Task objective:
Take each line of the entries below that contains "host" and copy it.

Data for this task:
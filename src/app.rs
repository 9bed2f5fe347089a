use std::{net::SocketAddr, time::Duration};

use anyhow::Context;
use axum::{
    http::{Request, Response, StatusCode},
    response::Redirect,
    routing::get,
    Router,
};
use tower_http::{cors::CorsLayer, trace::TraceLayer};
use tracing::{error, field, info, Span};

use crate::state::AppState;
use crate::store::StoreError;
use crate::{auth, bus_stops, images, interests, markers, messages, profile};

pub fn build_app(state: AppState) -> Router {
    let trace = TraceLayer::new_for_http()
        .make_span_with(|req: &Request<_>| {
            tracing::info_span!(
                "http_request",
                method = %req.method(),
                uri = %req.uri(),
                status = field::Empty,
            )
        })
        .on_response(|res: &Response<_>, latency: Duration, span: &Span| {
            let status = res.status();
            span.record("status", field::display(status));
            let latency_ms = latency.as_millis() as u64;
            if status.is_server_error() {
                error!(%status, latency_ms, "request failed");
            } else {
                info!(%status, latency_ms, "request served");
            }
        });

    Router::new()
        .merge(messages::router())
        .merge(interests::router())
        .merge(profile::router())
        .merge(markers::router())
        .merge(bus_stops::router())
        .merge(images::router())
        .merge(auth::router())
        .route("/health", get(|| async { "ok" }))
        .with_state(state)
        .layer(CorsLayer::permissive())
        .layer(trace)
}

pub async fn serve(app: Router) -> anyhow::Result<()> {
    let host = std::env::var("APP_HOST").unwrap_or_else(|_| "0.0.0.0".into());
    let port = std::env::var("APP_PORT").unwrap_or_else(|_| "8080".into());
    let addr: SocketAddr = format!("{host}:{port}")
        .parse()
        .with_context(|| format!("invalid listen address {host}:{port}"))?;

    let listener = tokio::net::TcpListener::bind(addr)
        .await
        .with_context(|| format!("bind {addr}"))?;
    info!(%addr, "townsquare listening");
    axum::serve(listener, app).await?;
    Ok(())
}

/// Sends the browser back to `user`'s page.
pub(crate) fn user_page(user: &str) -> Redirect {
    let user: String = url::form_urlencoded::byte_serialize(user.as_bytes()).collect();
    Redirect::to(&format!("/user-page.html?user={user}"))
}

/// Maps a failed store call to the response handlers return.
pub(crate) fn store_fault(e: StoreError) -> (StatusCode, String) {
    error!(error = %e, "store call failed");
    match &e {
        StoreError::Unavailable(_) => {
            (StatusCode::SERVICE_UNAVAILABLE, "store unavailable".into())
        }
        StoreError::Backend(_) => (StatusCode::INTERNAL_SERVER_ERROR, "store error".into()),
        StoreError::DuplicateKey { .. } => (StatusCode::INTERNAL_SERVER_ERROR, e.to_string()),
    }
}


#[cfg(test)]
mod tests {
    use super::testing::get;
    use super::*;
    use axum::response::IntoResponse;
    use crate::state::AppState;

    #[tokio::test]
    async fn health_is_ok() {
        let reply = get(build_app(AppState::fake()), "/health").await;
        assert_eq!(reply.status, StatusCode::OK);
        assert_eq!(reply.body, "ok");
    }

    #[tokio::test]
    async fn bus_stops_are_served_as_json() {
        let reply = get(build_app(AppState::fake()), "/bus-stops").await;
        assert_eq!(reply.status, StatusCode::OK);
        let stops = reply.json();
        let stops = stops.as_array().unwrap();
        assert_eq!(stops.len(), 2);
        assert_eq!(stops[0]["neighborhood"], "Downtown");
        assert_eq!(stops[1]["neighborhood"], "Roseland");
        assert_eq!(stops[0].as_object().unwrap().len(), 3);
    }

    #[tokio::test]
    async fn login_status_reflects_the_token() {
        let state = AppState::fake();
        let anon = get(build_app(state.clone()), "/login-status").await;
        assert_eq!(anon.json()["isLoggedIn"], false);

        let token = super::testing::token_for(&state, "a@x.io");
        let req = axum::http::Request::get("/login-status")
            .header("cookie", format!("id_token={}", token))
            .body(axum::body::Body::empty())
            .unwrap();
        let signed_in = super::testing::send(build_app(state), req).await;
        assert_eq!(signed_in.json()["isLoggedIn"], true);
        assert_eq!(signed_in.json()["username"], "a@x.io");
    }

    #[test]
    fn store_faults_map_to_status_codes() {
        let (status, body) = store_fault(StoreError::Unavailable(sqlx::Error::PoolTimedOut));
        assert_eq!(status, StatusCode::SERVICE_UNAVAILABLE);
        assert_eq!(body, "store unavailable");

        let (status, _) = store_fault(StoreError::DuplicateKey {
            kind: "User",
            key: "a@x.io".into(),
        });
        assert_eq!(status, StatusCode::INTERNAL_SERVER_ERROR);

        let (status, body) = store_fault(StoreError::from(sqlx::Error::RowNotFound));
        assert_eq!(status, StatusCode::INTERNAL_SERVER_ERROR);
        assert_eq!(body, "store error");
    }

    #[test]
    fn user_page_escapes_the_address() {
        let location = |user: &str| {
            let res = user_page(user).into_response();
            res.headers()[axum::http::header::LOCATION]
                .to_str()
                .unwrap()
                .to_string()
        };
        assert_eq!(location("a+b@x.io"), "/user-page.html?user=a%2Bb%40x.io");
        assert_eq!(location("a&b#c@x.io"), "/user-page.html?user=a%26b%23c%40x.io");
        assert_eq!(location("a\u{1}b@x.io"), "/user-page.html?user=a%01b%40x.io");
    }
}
==
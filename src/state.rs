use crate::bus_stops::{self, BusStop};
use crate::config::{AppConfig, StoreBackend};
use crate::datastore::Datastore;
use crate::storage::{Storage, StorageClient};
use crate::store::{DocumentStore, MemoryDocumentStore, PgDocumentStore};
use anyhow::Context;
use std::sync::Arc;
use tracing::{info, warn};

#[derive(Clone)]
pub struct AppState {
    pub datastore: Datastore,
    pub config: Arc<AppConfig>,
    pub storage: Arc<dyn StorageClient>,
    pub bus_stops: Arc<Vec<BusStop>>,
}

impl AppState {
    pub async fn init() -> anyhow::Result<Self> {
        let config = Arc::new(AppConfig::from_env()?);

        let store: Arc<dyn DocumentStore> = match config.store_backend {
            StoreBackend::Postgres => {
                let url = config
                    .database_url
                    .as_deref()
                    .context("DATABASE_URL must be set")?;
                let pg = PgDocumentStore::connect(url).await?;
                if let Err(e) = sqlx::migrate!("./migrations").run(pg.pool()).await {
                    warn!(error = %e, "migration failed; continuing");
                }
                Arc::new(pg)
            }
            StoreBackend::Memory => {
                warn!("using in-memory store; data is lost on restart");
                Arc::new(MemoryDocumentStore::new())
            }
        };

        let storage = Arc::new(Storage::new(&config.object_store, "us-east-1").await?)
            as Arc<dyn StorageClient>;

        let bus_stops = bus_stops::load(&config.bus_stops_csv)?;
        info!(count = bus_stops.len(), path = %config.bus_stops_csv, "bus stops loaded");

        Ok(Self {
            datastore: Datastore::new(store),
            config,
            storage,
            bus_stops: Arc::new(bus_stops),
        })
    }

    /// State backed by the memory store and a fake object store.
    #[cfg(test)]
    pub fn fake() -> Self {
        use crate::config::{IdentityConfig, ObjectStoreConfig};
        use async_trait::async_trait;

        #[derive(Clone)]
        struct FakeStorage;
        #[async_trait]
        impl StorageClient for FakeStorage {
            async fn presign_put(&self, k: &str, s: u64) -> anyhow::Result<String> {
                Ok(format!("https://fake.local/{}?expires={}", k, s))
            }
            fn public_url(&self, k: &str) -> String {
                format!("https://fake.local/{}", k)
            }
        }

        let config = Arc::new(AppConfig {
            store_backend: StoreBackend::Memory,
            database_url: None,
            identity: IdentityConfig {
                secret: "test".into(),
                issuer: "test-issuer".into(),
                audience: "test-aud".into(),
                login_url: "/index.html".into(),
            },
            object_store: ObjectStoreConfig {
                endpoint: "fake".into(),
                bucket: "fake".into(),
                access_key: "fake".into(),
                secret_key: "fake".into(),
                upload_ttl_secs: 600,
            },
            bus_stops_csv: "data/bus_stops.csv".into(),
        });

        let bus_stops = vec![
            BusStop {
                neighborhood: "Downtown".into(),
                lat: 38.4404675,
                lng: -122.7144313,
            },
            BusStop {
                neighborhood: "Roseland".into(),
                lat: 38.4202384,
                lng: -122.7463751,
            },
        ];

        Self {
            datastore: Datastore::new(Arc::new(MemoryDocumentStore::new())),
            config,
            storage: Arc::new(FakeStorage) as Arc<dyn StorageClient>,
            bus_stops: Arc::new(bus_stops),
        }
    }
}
...
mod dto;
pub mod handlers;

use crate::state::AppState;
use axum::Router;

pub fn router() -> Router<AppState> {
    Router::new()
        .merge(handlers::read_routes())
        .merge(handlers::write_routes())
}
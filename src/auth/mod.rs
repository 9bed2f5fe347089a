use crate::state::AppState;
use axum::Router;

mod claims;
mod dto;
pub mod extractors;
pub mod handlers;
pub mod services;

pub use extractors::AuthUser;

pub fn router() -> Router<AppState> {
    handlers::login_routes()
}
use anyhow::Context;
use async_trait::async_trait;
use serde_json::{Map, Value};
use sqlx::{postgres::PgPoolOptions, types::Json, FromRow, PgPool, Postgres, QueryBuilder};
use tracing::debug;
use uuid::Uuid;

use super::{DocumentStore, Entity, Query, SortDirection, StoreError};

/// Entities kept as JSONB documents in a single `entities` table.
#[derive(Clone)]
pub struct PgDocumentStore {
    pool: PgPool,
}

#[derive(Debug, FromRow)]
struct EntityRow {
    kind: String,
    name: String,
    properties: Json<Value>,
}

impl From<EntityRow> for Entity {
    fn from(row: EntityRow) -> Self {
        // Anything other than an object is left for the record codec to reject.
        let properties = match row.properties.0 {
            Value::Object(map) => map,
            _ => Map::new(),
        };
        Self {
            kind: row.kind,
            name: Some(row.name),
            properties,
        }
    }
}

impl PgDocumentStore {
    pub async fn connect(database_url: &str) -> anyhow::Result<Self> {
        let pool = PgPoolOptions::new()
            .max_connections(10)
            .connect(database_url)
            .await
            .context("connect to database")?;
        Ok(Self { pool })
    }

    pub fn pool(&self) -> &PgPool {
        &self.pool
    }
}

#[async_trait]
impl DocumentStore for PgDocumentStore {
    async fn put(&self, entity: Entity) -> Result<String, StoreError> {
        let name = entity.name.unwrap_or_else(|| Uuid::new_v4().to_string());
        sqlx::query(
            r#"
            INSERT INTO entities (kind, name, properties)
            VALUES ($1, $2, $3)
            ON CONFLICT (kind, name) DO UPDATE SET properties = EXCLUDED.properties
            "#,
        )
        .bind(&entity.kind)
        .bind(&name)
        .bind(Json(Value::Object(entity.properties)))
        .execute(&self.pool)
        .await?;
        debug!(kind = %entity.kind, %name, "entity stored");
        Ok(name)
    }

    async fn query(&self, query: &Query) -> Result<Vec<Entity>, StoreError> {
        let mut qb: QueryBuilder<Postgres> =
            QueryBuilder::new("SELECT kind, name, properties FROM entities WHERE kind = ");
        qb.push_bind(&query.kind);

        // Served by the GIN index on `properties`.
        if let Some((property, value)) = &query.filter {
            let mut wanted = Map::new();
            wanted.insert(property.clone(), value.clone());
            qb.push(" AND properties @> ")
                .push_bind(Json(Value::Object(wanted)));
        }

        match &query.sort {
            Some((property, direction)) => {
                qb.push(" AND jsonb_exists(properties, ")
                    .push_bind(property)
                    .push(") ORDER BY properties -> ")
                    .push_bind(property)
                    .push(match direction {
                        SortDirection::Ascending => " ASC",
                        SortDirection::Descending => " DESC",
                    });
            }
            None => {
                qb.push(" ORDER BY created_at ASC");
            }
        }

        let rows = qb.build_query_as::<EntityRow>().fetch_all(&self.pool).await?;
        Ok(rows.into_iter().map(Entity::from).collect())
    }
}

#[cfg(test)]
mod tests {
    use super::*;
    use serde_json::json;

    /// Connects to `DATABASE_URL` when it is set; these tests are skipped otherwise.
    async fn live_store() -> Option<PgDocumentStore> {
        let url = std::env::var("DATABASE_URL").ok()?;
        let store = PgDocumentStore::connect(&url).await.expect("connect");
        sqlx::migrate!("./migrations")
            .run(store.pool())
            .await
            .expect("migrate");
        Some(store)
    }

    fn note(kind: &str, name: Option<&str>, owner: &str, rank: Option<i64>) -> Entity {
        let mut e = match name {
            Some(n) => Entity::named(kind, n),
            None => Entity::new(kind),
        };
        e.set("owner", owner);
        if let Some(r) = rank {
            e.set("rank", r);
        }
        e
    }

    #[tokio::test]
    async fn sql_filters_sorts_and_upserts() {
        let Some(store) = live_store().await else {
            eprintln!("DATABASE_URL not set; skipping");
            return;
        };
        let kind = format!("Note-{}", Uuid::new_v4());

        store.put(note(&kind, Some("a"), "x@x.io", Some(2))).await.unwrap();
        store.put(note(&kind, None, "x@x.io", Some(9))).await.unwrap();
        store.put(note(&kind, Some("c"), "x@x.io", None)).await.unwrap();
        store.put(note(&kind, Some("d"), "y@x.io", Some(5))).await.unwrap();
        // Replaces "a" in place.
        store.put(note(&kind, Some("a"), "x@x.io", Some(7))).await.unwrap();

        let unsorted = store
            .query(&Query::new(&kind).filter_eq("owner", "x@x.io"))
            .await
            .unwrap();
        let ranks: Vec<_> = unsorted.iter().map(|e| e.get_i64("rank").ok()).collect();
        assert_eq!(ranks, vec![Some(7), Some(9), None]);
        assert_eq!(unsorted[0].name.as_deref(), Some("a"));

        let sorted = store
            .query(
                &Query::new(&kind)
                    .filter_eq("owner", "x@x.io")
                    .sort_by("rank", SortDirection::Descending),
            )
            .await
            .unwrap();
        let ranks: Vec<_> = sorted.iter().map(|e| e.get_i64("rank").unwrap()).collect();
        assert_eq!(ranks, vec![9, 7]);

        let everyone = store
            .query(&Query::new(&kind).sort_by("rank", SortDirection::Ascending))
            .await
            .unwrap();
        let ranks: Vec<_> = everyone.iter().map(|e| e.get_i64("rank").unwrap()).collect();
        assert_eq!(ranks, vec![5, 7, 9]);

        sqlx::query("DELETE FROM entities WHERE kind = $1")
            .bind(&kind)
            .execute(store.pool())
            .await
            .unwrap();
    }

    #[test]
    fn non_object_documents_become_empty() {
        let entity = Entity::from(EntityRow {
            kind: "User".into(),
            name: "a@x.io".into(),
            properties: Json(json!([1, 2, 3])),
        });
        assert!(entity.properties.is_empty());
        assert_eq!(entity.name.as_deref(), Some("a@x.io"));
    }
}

Exercise result:
    let host = std::env::var("APP_HOST").unwrap_or_else(|_| "0.0.0.0".into());
    let addr: SocketAddr = format!("{host}:{port}")
        .with_context(|| format!("invalid listen address {host}:{port}"))?;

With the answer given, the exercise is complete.